How is Jaydess different to Mirena?
- Licensed for 3 yrs vs 5 yrs
- It is smaller in size and has a lower dose of levonorgestrel (13.5mg vs 52mg)
- Costs £69.22 vs £88
- Only licensed for contraception (ie not for menorrhagia or for HRT progesterone use).
What is the adverse event profile?
- Overall it there hasn't been shown to be any different to Mirena.
- Some studies suggest a higher failure rate and a higher ectopic rate than with Mirena, but the numbers in the studies were too small to know whether this is a significant difference or not. After 3 years there were about 0.33 pregnancies per 100 women.

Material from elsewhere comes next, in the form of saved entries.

#![doc = include_str!("../README.md")]
#![doc(issue_tracker_base_url = "https://github.com/factordynamics/panelkit/issues/")]
#![cfg_attr(docsrs, feature(doc_cfg, doc_auto_cfg))]
#![warn(missing_docs)]
#![forbid(unsafe_code)]

pub mod dates;
pub mod error;
pub mod french;
pub mod fred;
pub mod validation;
pub mod warehouse;
pub mod wrds;

pub use dates::DateRange;
pub use error::{DataError, Result};
pub use validation::{UniquenessReport, check_forecast_uniqueness, check_unique};
pub use warehouse::{SqliteWarehouse, TableRef, Warehouse};

/// Version information.
pub const VERSION: &str = env!("CARGO_PKG_VERSION");

#[cfg(test)]
mod tests {
    use super::*;

    #[test]
    fn test_version() {
        assert!(!VERSION.is_empty());
    }
}
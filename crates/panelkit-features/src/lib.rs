#![doc = include_str!("../README.md")]
#![doc(issue_tracker_base_url = "https://github.com/factordynamics/panelkit/issues/")]
#![cfg_attr(docsrs, feature(doc_cfg, doc_auto_cfg))]
#![warn(missing_docs)]
#![forbid(unsafe_code)]

pub mod delisting;
pub mod error;
pub mod feature;
pub mod fundamentals;
pub mod ratios;
pub mod registry;

pub use delisting::{DelistingAdjustment, DelistingPolicy};
pub use error::{FeatureError, Result};
pub use feature::{Feature, require_columns};
pub use fundamentals::{AnnualFundamentals, AnnualFundamentalsConfig, QuarterlyFundamentals};
pub use ratios::{FinancialRatios, FinancialRatiosConfig, safe_div};

// Re-export registry types for convenience
pub use registry::{
    FeatureCategory, FeatureInfo, available_features, features_by_category, get_feature_info,
};

/// Version information.
pub const VERSION: &str = env!("CARGO_PKG_VERSION");

#[cfg(test)]
mod tests {
    use super::*;

    #[test]
    fn test_version() {
        assert!(!VERSION.is_empty());
    }
}
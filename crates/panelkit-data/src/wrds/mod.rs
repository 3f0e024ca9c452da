//! Pulls from the WRDS libraries.
//!
//! Every pull takes a [`Warehouse`](crate::warehouse::Warehouse) and a
//! [`DateRange`](crate::dates::DateRange), runs one query (or an ordered set
//! of candidate queries) and returns a fresh [`DataFrame`](polars::prelude::DataFrame).
//! Derived columns are left to `panelkit-features`.

pub mod ccm;
pub mod compustat;
pub mod crsp;
pub mod ff;
pub mod ibes;

pub use ccm::pull_ccm_link_table;
pub use compustat::{pull_compustat_annual, pull_compustat_quarterly};
pub use crsp::{SecurityFilter, pull_crsp_index, pull_crsp_monthly};
pub use ff::pull_ff_factors_monthly;
pub use ibes::{pull_crsp_ibes_link, pull_eps_actual, pull_eps_forecast};
//! Compustat fundamentals pulls.

use crate::dates::DateRange;
use crate::error::Result;
use crate::warehouse::Warehouse;
use polars::prelude::*;
use tracing::info;

/// Standard Compustat filters: industrial format, standardized data,
/// domestic population, consolidated statements.
const STANDARD_FILTERS: &str =
    "indfmt = 'INDL' AND datafmt = 'STD' AND popsrc = 'D' AND consol = 'C'";

/// Annual fundamentals columns pulled from `comp.funda`.
pub const ANNUAL_COLUMNS: &[&str] = &[
    "gvkey", "datadate", "fyear", "csho", "at", "pstkl", "txditc", "pstkrv", "seq", "pstk",
    "ppegt", "invt", "lt", "sich", "ib", "oancf", "act", "dlc", "che", "lct", "dvc", "epspi",
    "epspx", "ajex", "sale", "ao", "prcc_f",
];

/// Quarterly fundamentals columns pulled from `comp.fundq`.
pub const QUARTERLY_COLUMNS: &[&str] = &[
    "gvkey", "datadate", "fyearq", "fqtr", "atq", "ltq", "niq", "saleq", "ceqq", "cshprq",
    "epspxq", "ajexq", "rdq",
];

/// Numeric columns are cast to `Float64` so that integer-valued warehouse
/// cells do not leak an integer dtype into the ratio arithmetic.
fn numeric_casts(columns: &[&str], keep: &[&str]) -> Vec<Expr> {
    columns
        .iter()
        .filter(|c| !keep.contains(c))
        .map(|c| col(*c).cast(DataType::Float64))
        .collect()
}

/// Pull annual fundamentals from `comp.funda`, sorted by firm and period.
pub fn pull_compustat_annual<W: Warehouse + ?Sized>(
    warehouse: &W,
    range: &DateRange,
) -> Result<DataFrame> {
    let select = ANNUAL_COLUMNS
        .iter()
        .map(|c| format!("a.{}", c))
        .collect::<Vec<_>>()
        .join(", ");
    let sql = format!(
        "SELECT {}
         FROM comp.funda AS a
         WHERE {}
           AND curcd = 'USD'
           AND {}",
        select,
        STANDARD_FILTERS,
        range.sql_between("datadate")
    );

    let comp = warehouse
        .raw_sql(&sql, &["datadate"])?
        .lazy()
        .with_columns(numeric_casts(ANNUAL_COLUMNS, &["gvkey", "datadate"]))
        .with_column(col("gvkey").cast(DataType::String))
        .sort(["gvkey", "datadate"], Default::default())
        .collect()?;

    info!(rows = comp.height(), "pulled Compustat annual fundamentals");
    Ok(comp)
}

/// Pull quarterly fundamentals from `comp.fundq`, sorted by firm and period.
pub fn pull_compustat_quarterly<W: Warehouse + ?Sized>(
    warehouse: &W,
    range: &DateRange,
) -> Result<DataFrame> {
    let sql = format!(
        "SELECT {}
         FROM comp.fundq
         WHERE {}
           AND curcdq = 'USD'
           AND {}",
        QUARTERLY_COLUMNS.join(", "),
        STANDARD_FILTERS,
        range.sql_between("datadate")
    );

    let comp_q = warehouse
        .raw_sql(&sql, &["datadate", "rdq"])?
        .lazy()
        .with_columns(numeric_casts(QUARTERLY_COLUMNS, &["gvkey", "datadate", "rdq"]))
        .with_column(col("gvkey").cast(DataType::String))
        .sort(["gvkey", "datadate"], Default::default())
        .collect()?;

    info!(rows = comp_q.height(), "pulled Compustat quarterly fundamentals");
    Ok(comp_q)
}
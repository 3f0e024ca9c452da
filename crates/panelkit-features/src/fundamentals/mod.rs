//! Features over Compustat fundamentals, computed per firm (`gvkey`) in
//! `datadate` order.

pub mod annual;
pub mod quarterly;

pub use annual::{ANNUAL_INPUTS, AnnualFundamentals, AnnualFundamentalsConfig};
pub use quarterly::{QUARTERLY_INPUTS, QuarterlyFundamentals};

/// Firm identifier the lags are partitioned by.
pub const FIRM: &str = "gvkey";

/// Period end date the lags are ordered by.
pub const PERIOD: &str = "datadate";
//! Pipeline errors.

use panelkit_data::DataError;
use panelkit_features::FeatureError;
use panelkit_link::LinkError;
use panelkit_output::SnapshotError;
use thiserror::Error;

/// Result type for pipeline operations.
pub type Result<T> = std::result::Result<T, PipelineError>;

/// Any error raised by a pipeline step.
#[derive(Debug, Error)]
pub enum PipelineError {
    /// Source pull failed
    #[error(transparent)]
    Data(#[from] DataError),

    /// Feature computation failed
    #[error(transparent)]
    Feature(#[from] FeatureError),

    /// Linking failed
    #[error(transparent)]
    Link(#[from] LinkError),

    /// Snapshot IO failed
    #[error(transparent)]
    Snapshot(#[from] SnapshotError),

    /// Invalid or missing setting
    #[error("Configuration error: {0}")]
    Config(String),
}
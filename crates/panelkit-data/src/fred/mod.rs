//! FRED (Federal Reserve Economic Data) macro series.

pub mod client;
pub mod macro_series;

pub use client::{FredClient, Observation};
pub use macro_series::{MACRO_SERIES, MacroSeries, assemble_macro_panel, log_growth, pull_macro};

- Amenorrhoea - there is a lower rate than with Mirena (12.7% after 3 yrs), though this may appeal to some women.
Who can it be used in?
- Safety and efficacy hasn't been studied in the under 18s, but the FSRH advises that it can be used from menarche up.

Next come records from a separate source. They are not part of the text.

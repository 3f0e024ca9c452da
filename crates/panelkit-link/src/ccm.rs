//! CRSP/Compustat link through the CCM link table.

use crate::error::{Result, require_columns};
use crate::interval::IntervalJoin;
use polars::prelude::*;
use tracing::info;

/// Link classes accepted from `linkprim`: primary and secondary.
pub const ACCEPTED_LINKPRIM: &[&str] = &["P", "C"];

/// Keep links CRSP considers official: `linktype` starting with `L` and an
/// accepted `linkprim`.
pub fn official_links(ccm: &DataFrame) -> Result<DataFrame> {
    require_columns(ccm, "link table", &["linktype", "linkprim"])?;

    let accepted = ACCEPTED_LINKPRIM
        .iter()
        .map(|p| col("linkprim").eq(lit(*p)))
        .reduce(|acc, e| acc.or(e))
        .unwrap_or_else(|| lit(false));

    Ok(ccm
        .clone()
        .lazy()
        .filter(col("linktype").str().starts_with(lit("L")).and(accepted))
        .collect()?)
}

/// Attach `gvkey` to every CRSP security-month covered by an official link.
///
/// `crsp_m` needs `permno` and `yearmonth`; `ccm` needs `gvkey`, `permno`,
/// `linktype`, `linkprim`, `linkdt` and `linkenddt`. Security-months outside
/// every link window are dropped.
pub fn link_crsp_compustat(crsp_m: &DataFrame, ccm: &DataFrame) -> Result<DataFrame> {
    require_columns(
        ccm,
        "link table",
        &["gvkey", "permno", "linktype", "linkprim", "linkdt", "linkenddt"],
    )?;
    let links = official_links(ccm)?;

    let linked =
        IntervalJoin::new("permno", "yearmonth", "linkdt", "linkenddt").join(crsp_m, &links)?;

    info!(
        security_months = crsp_m.height(),
        linked = linked.height(),
        "linked CRSP to Compustat"
    );
    Ok(linked)
}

- Nullips - The SPC states that it isn't the first choice IUS for nullips due to limited clinical experience, but again the FSRH says it can be used in nullips.
Same method as Mirena. In theory insertion may be easier due to it's smaller size, but this hasn't been looked at in the clinical trials.
There aren't specific ones for Jaydess yet, so you should use the Mirena ones.
Can it be distinguished from Mirena after insertion?
It has a silver ring which will distinguish it on USS or xray.